§ EXERCISE BRIEF:
Return the entries in full, exactly as they were written.

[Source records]

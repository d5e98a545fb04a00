//! Which datasets a deployment gathers, and which of them get flattened.

use crate::core::models::StatsWindow;

#[derive(Debug, Clone, Copy, PartialEq, Eq)]
pub enum DatasetKind {
    Workouts,
    Classes,
    Bookings,
    LifetimeStats(StatsWindow),
    PerformanceSummaries,
    EquipmentBenchmarks,
    ChallengeBenchmarks,
    NearbyStudios,
    HomeStudio,
    StudioServices,
    FavoriteStudios,
}

impl DatasetKind {
    /// Only record sequences with class-like records can be flattened.
    #[must_use]
    pub fn supports_flatten(self) -> bool {
        matches!(
            self,
            DatasetKind::Classes | DatasetKind::Bookings | DatasetKind::PerformanceSummaries
        )
    }
}

#[derive(Debug, Clone, PartialEq, Eq)]
pub struct DatasetSpec {
    /// Key under which the dataset appears in the response body.
    pub key: &'static str,
    pub kind: DatasetKind,
    pub flatten: bool,
}

impl DatasetSpec {
    #[must_use]
    pub const fn raw(key: &'static str, kind: DatasetKind) -> Self {
        Self {
            key,
            kind,
            flatten: false,
        }
    }

    #[must_use]
    pub const fn flattened(key: &'static str, kind: DatasetKind) -> Self {
        Self {
            key,
            kind,
            flatten: true,
        }
    }
}

#[derive(Debug, Clone, PartialEq, Eq)]
pub struct HandlerProfile {
    pub name: &'static str,
    pub datasets: Vec<DatasetSpec>,
}

impl HandlerProfile {
    /// Workouts, all-time stats, classes and bookings, returned as-is.
    #[must_use]
    pub fn basic() -> Self {
        Self {
            name: "basic",
            datasets: vec![
                DatasetSpec::raw("workouts", DatasetKind::Workouts),
                DatasetSpec::raw("stats", DatasetKind::LifetimeStats(StatsWindow::AllTime)),
                DatasetSpec::raw("classes", DatasetKind::Classes),
                DatasetSpec::raw("bookings", DatasetKind::Bookings),
            ],
        }
    }

    /// Everything the dashboard shows, with class-like datasets flattened.
    #[must_use]
    pub fn full() -> Self {
        Self {
            name: "full",
            datasets: vec![
                DatasetSpec::flattened("classes", DatasetKind::Classes),
                DatasetSpec::flattened("bookings", DatasetKind::Bookings),
                DatasetSpec::raw("equipment_benchmarks", DatasetKind::EquipmentBenchmarks),
                DatasetSpec::raw("challenge_benchmarks", DatasetKind::ChallengeBenchmarks),
                DatasetSpec::raw(
                    "stats_all_time",
                    DatasetKind::LifetimeStats(StatsWindow::AllTime),
                ),
                DatasetSpec::raw(
                    "stats_this_month",
                    DatasetKind::LifetimeStats(StatsWindow::ThisMonth),
                ),
                DatasetSpec::flattened("performance_summaries", DatasetKind::PerformanceSummaries),
                DatasetSpec::raw("nearby_studios", DatasetKind::NearbyStudios),
                DatasetSpec::raw("home_studio", DatasetKind::HomeStudio),
                DatasetSpec::raw("studio_services", DatasetKind::StudioServices),
                DatasetSpec::raw("favorite_studios", DatasetKind::FavoriteStudios),
            ],
        }
    }

    #[must_use]
    pub fn by_name(name: &str) -> Option<Self> {
        match name.trim().to_ascii_lowercase().as_str() {
            "basic" => Some(Self::basic()),
            "full" => Some(Self::full()),
            _ => None,
        }
    }

    /// Dataset keys in gather order.
    #[must_use]
    pub fn keys(&self) -> Vec<&'static str> {
        self.datasets.iter().map(|d| d.key).collect()
    }
}

impl Default for HandlerProfile {
    fn default() -> Self {
        Self::full()
    }
}
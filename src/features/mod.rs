pub mod flatten;
pub mod gather;
pub mod profile;
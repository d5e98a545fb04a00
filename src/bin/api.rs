use std::sync::Arc;

use otf_proxy::api::{AppState, handler};
use otf_proxy::core::config::{AppConfig, prepare_sandbox_home};
use otf_proxy::errors::OtfError;
use otf_proxy::otf::HttpConnector;

fn main() -> Result<(), lambda_runtime::Error> {
    // Before the runtime exists, so no other thread can observe the change.
    let home = prepare_sandbox_home();

    tokio::runtime::Builder::new_multi_thread()
        .enable_all()
        .build()?
        .block_on(async move {
            otf_proxy::setup_logging();
            tracing::info!(home = %home.display(), "Sandbox home prepared");

            let config = AppConfig::from_env().map_err(|e| {
                tracing::error!("Config error: {}", e);
                OtfError::ConfigError(e)
            })?;
            let connector = HttpConnector::new(&config)?;
            tracing::info!(profile = config.profile.name, "OTF proxy starting");

            let state = Arc::new(AppState { config, connector });
            lambda_runtime::run(lambda_runtime::service_fn(move |event| {
                let state = Arc::clone(&state);
                async move { handler(&*state, event).await }
            }))
            .await
        })
}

§ REPLY:
repository d5e98a545fb04a00
//! Which datasets a deployment gathers, and which of them get flattened.

use crate::core::models::StatsWindow;

#[derive(Debug, Clone, Copy, PartialEq, Eq)]
pub enum DatasetKind {
    Workouts,
    Classes,
    Bookings,
    LifetimeStats(StatsWindow),
    PerformanceSummaries,
    EquipmentBenchmarks,
    ChallengeBenchmarks,
    NearbyStudios,
    HomeStudio,
    StudioServices,
    FavoriteStudios,
}

impl DatasetKind {
    /// Only record sequences with class-like records can be flattened.
    #[must_use]
    pub fn supports_flatten(self) -> bool {
        matches!(
            self,
            DatasetKind::Classes | DatasetKind::Bookings | DatasetKind::PerformanceSummaries
        )
    }
}

#[derive(Debug, Clone, PartialEq, Eq)]
pub struct DatasetSpec {
    /// Key under which the dataset appears in the response body.
    pub key: &'static str,
    pub kind: DatasetKind,
    pub flatten: bool,
}

impl DatasetSpec {
    #[must_use]
    pub const fn raw(key: &'static str, kind: DatasetKind) -> Self {
        Self {
            key,
            kind,
            flatten: false,
        }
    }

    #[must_use]
    pub const fn flattened(key: &'static str, kind: DatasetKind) -> Self {
        Self {
            key,
            kind,
            flatten: true,
        }
    }
}

#[derive(Debug, Clone, PartialEq, Eq)]
pub struct HandlerProfile {
    pub name: &'static str,
    pub datasets: Vec<DatasetSpec>,
}

impl HandlerProfile {
    /// Workouts, all-time stats, classes and bookings, returned as-is.
    #[must_use]
    pub fn basic() -> Self {
        Self {
            name: "basic",
            datasets: vec![
                DatasetSpec::raw("workouts", DatasetKind::Workouts),
                DatasetSpec::raw("stats", DatasetKind::LifetimeStats(StatsWindow::AllTime)),
                DatasetSpec::raw("classes", DatasetKind::Classes),
                DatasetSpec::raw("bookings", DatasetKind::Bookings),
            ],
        }
    }

    /// Everything the dashboard shows, with class-like datasets flattened.
    #[must_use]
    pub fn full() -> Self {
        Self {
            name: "full",
            datasets: vec![
                DatasetSpec::flattened("classes", DatasetKind::Classes),
                DatasetSpec::flattened("bookings", DatasetKind::Bookings),
                DatasetSpec::raw("equipment_benchmarks", DatasetKind::EquipmentBenchmarks),
                DatasetSpec::raw("challenge_benchmarks", DatasetKind::ChallengeBenchmarks),
                DatasetSpec::raw(
                    "stats_all_time",
                    DatasetKind::LifetimeStats(StatsWindow::AllTime),
                ),
                DatasetSpec::raw(
                    "stats_this_month",
                    DatasetKind::LifetimeStats(StatsWindow::ThisMonth),
                ),
                DatasetSpec::flattened("performance_summaries", DatasetKind::PerformanceSummaries),
                DatasetSpec::raw("nearby_studios", DatasetKind::NearbyStudios),
                DatasetSpec::raw("home_studio", DatasetKind::HomeStudio),
                DatasetSpec::raw("studio_services", DatasetKind::StudioServices),
                DatasetSpec::raw("favorite_studios", DatasetKind::FavoriteStudios),
            ],
        }
    }

    #[must_use]
    pub fn by_name(name: &str) -> Option<Self> {
        match name.trim().to_ascii_lowercase().as_str() {
            "basic" => Some(Self::basic()),
            "full" => Some(Self::full()),
            _ => None,
        }
    }

    /// Dataset keys in gather order.
    #[must_use]
    pub fn keys(&self) -> Vec<&'static str> {
        self.datasets.iter().map(|d| d.key).collect()
    }
}

impl Default for HandlerProfile {
    fn default() -> Self {
        Self::full()
    }
}
filename src/features/mod.rs
pub mod flatten;
pub mod gather;
pub mod profile;
repository d5e98a545fb04a00
filename src/bin/api.rs
use std::sync::Arc;

use otf_proxy::api::{AppState, handler};
use otf_proxy::core::config::{AppConfig, prepare_sandbox_home};
use otf_proxy::errors::OtfError;
use otf_proxy::otf::HttpConnector;

fn main() -> Result<(), lambda_runtime::Error> {
    // Before the runtime exists, so no other thread can observe the change.
    let home = prepare_sandbox_home();

    tokio::runtime::Builder::new_multi_thread()
        .enable_all()
        .build()?
        .block_on(async move {
            otf_proxy::setup_logging();
            tracing::info!(home = %home.display(), "Sandbox home prepared");

            let config = AppConfig::from_env().map_err(|e| {
                tracing::error!("Config error: {}", e);
                OtfError::ConfigError(e)
            })?;
            let connector = HttpConnector::new(&config)?;
            tracing::info!(profile = config.profile.name, "OTF proxy starting");

            let state = Arc::new(AppState { config, connector });
            lambda_runtime::run(lambda_runtime::service_fn(move |event| {
                let state = Arc::clone(&state);
                async move { handler(&*state, event).await }
            }))
            .await
        })
}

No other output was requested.